The point is that I think Josh Brown is 100% right. There is no mania in stocks. In fact, stocks’ worst offense right now is that they are strenuously over bought and sponsored by ‘dumb money’ aggregates that are equal and opposite to one year ago, when the same dumb money was exactly as bearish as it is bullish today. As he notes, the mainstream public may no longer be interested in the markets, but whoever that dumb money is, they proved a good indicator on an imminent bull phase last May. Again, we present the proof compliments of Sentimentrader.com:
I have absolutely no problem being bullish on the stock market because it is made up of companies both bad and good; very good. After Memorial Day, my wife will re-start her career at a currently non-public technology company about which we are very excited.

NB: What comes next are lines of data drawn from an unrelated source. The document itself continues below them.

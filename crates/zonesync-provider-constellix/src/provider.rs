//! Constellix [`ZoneProvider`] implementation
//!
//! ## Populate
//!
//! Native records are grouped by (name, type) and each group is folded into
//! one canonical record. Types the canonical model can't hold and records
//! the [`RecordPolicy`] keeps out of reach are skipped.
//!
//! ## Apply
//!
//! Every create/update payload is translated before the first API call, so
//! an untranslatable record fails the plan without touching the provider.
//! Changes then run in plan order:
//!
//! - **Create**: one `POST` per record, creating the domain first if needed
//! - **Update**: `DELETE` every native record behind the existing record,
//!   then `POST` the new one (or a single `PUT` with in-place updates)
//! - **Delete**: one `DELETE` per native record
//!
//! The zone's cache entries are dropped once the plan has run, whether it
//! succeeded or not.

use async_trait::async_trait;
use std::collections::BTreeMap;
use std::time::Duration;
use tracing::{debug, info, warn};
use zonesync_core::{
    Change, Error, Lookup, Plan, ProviderConfig, Record, RecordPolicy, RecordType, Result, Zone,
    ZoneProvider,
};

use crate::cache::ZoneCache;
use crate::client::{ConstellixClient, PRODUCTION_API_ROOT, RetryPolicy, SANDBOX_API_ROOT};
use crate::native::{DomainTemplate, NativePayload, NativeRecord, NativeType};
use crate::translate::{from_native, to_native};

const PROVIDER_NAME: &str = "constellix";

/// Constellix DNS provider
#[derive(Debug)]
pub struct ConstellixProvider {
    client: ConstellixClient,
    cache: ZoneCache,
    policy: RecordPolicy,
    in_place_updates: bool,
    domain_template: DomainTemplate,
}

impl ConstellixProvider {
    /// Create a provider around an existing client
    pub fn new(client: ConstellixClient, policy: RecordPolicy) -> Self {
        Self {
            client,
            cache: ZoneCache::new(),
            policy,
            in_place_updates: false,
            domain_template: DomainTemplate::default(),
        }
    }

    /// Build a provider from a `ProviderConfig::Constellix`
    ///
    /// # Errors
    ///
    /// `Error::Config` for any other variant or for empty credentials
    pub fn from_config(config: &ProviderConfig) -> Result<Self> {
        Self::from_config_with_base_url(config, None)
    }

    /// [`ConstellixProvider::from_config`] against an explicit API root
    pub fn from_config_with_base_url(config: &ProviderConfig, base_url: Option<&str>) -> Result<Self> {
        config.validate()?;
        match config {
            ProviderConfig::Constellix {
                api_key,
                secret_key,
                sandbox,
                ratelimit_delay_ms,
                max_attempts,
                in_place_updates,
                nameserver_group,
                policy,
            } => {
                let root = base_url.unwrap_or(if *sandbox {
                    SANDBOX_API_ROOT
                } else {
                    PRODUCTION_API_ROOT
                });
                let retry = RetryPolicy {
                    max_attempts: *max_attempts,
                    delay: Duration::from_millis(*ratelimit_delay_ms),
                };
                let client = ConstellixClient::new(api_key.clone(), secret_key.clone(), root, retry)?;
                let template = DomainTemplate {
                    nameserver_group: *nameserver_group,
                    ..DomainTemplate::default()
                };
                Ok(Self::new(client, policy.clone())
                    .with_in_place_updates(*in_place_updates)
                    .with_domain_template(template))
            }
            other => Err(Error::config(format!(
                "Invalid config type for Constellix provider: {}",
                other.type_name()
            ))),
        }
    }

    /// Issue `PUT` for updates backed by exactly one native record
    pub fn with_in_place_updates(mut self, enabled: bool) -> Self {
        self.in_place_updates = enabled;
        self
    }

    /// Override the nameserver group / SOA used for new domains
    pub fn with_domain_template(mut self, template: DomainTemplate) -> Self {
        self.domain_template = template;
        self
    }

    /// The provider's lookup cache
    pub fn cache(&self) -> &ZoneCache {
        &self.cache
    }

    /// The underlying API client
    pub fn client(&self) -> &ConstellixClient {
        &self.client
    }

    /// Domain ID for `zone_name`, creating the domain when it doesn't exist
    async fn ensure_domain(&self, zone_name: &str) -> Result<u64> {
        if let Lookup::Found(id) = self.cache.domain_id(&self.client, zone_name).await? {
            if self.client.get_domain(id).await?.is_found() {
                return Ok(id);
            }
            warn!("Cached domain ID {} for {} is stale", id, zone_name);
            // Record listings of the old domain must not resolve IDs on the new one
            self.cache.invalidate(zone_name).await;
        }

        let name = zone_name.trim_end_matches('.');
        info!("Creating domain {}", name);
        let id = self.client.create_domain(name, &self.domain_template).await?;
        self.cache.remember_domain(zone_name, id).await;
        Ok(id)
    }

    /// IDs of the native records currently behind `record`
    async fn native_ids(&self, zone_name: &str, record: &Record) -> Result<Vec<u64>> {
        let natives = match self.cache.records(&self.client, zone_name).await? {
            Lookup::Found(natives) => natives,
            Lookup::NotFound => return Ok(Vec::new()),
        };
        let native_type = NativeType::from(record.record_type());
        Ok(natives
            .iter()
            .filter(|n| n.native_type() == Some(native_type) && n.name.eq_ignore_ascii_case(record.name()))
            .map(|n| n.id)
            .collect())
    }

    async fn delete_natives(&self, domain_id: u64, zone_name: &str, record: &Record) -> Result<()> {
        let native_type = NativeType::from(record.record_type());
        let ids = self.native_ids(zone_name, record).await?;
        if ids.is_empty() {
            warn!("No native records found for {}, nothing to delete", record);
        }
        for id in ids {
            self.client.delete_record(domain_id, native_type, id).await?;
        }
        Ok(())
    }

    async fn apply_changes(&self, plan: &Plan, payloads: &[Option<(NativeType, NativePayload)>]) -> Result<()> {
        let zone_name = plan.zone_name();
        let domain_id = self.ensure_domain(zone_name).await?;

        for (change, payload) in plan.changes().iter().zip(payloads) {
            match (change, payload) {
                (Change::Create(_), Some((native_type, payload))) => {
                    self.client.create_record(domain_id, *native_type, payload).await?;
                }
                (Change::Update { existing, .. }, Some((native_type, payload))) => {
                    let ids = self.native_ids(zone_name, existing).await?;
                    match ids.as_slice() {
                        [id] if self.in_place_updates => {
                            self.client
                                .update_record(domain_id, *native_type, *id, payload)
                                .await?;
                        }
                        _ => {
                            self.delete_natives(domain_id, zone_name, existing).await?;
                            self.client.create_record(domain_id, *native_type, payload).await?;
                        }
                    }
                }
                (Change::Delete(existing), _) => {
                    self.delete_natives(domain_id, zone_name, existing).await?;
                }
                (change, None) => {
                    return Err(Error::translation(format!("no payload for {}", change)));
                }
            }
            info!("{}", change);
        }
        Ok(())
    }
}

#[async_trait]
impl ZoneProvider for ConstellixProvider {
    async fn populate(&self, zone: &mut Zone, target: bool) -> Result<bool> {
        debug!("populate: name={}, target={}", zone.name(), target);

        let natives = match self.cache.records(&self.client, zone.name()).await? {
            Lookup::Found(natives) => natives,
            Lookup::NotFound => {
                debug!("Domain {} does not exist yet", zone.name());
                return Ok(false);
            }
        };

        let mut groups: BTreeMap<(String, NativeType), Vec<NativeRecord>> = BTreeMap::new();
        for native in natives {
            let Some(native_type) = native.native_type() else {
                warn!(
                    "Skipping unsupported {} record '{}' in {}",
                    native.record_type,
                    native.name,
                    zone.name()
                );
                continue;
            };
            let name = native.name.to_ascii_lowercase();
            if !self.policy.allows(&name, native_type.record_type()) {
                debug!("Policy skips {} {}", name, native_type);
                continue;
            }
            groups.entry((name, native_type)).or_default().push(native);
        }

        let mut added = 0;
        for natives in groups.values() {
            zone.add_record(from_native(zone.name(), natives)?)?;
            added += 1;
        }

        info!("Populated {} record(s) for {}", added, zone.name());
        Ok(added > 0)
    }

    async fn apply(&self, plan: &Plan) -> Result<usize> {
        if plan.is_empty() {
            return Ok(0);
        }

        let payloads = plan
            .changes()
            .iter()
            .map(|change| match change {
                Change::Delete(_) => Ok(None),
                other => to_native(other.record()).map(Some),
            })
            .collect::<Result<Vec<_>>>()?;

        let result = self.apply_changes(plan, &payloads).await;
        self.cache.invalidate(plan.zone_name()).await;
        result?;

        Ok(plan.len())
    }

    fn supports(&self, record_type: RecordType) -> bool {
        RecordType::ALL.contains(&record_type)
    }

    fn policy(&self) -> &RecordPolicy {
        &self.policy
    }

    fn provider_name(&self) -> &'static str {
        PROVIDER_NAME
    }
}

Its technology began as the founder’s MIT thesis and is now rolling out into major markets and outlets. One brilliant kid, an idea, a market and voila.

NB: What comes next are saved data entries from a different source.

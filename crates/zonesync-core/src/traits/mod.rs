//! Core traits for zone synchronization
//!
//! - [`ZoneProvider`]: Read and write a zone on a DNS hosting provider
//! - [`ZoneProviderFactory`]: Build providers from configuration

pub mod zone_provider;

pub use zone_provider::{ZoneProvider, ZoneProviderFactory};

I totally believe in human progress and what great companies like Microsoft, Intel and later Google and Apple have brought us. I believe in the software systems that are making the burdensome healthcare system more manageable and great companies the world over that fill a need, improve lives and win out in the markets of public opinion and financial transaction.
But the point I think the Reformed Broker is missing is what underpins the market of stocks in these corporations. Looking at the stock market as a stand-alone, I tend to agree with his viewpoint. But when policy makers are woven into the fabric of the market to this degree, they must be factored. Questions must be asked like “why on earth, with this excellent and healthy stock market and sufficiently functioning economy are they continuing to repress interest rates by buying $85 billion in bonds per month?”
Aren’t those bonds debt? Where did that debt come from? Does bloated debt not imply that the economy in which the stock market’s components ply their trade is a leveraged thing, as opposed to an organically thriving thing? Why can’t we just let the debt float on the open market and let it get resolved by the market if things are so good beneath the surface?
I think you know the answers to those questions. That is the main point of bears questioning the stock market’s fundamentals. Not the old PE Ratio canard. We are now in the post-PE world. What matters is policy because it is policy that has created the seemingly healthy stock market. So which side are you on; the side that sees the stock market and the stock market only, or the side that sees the stock market within the context of the universe in which it exists?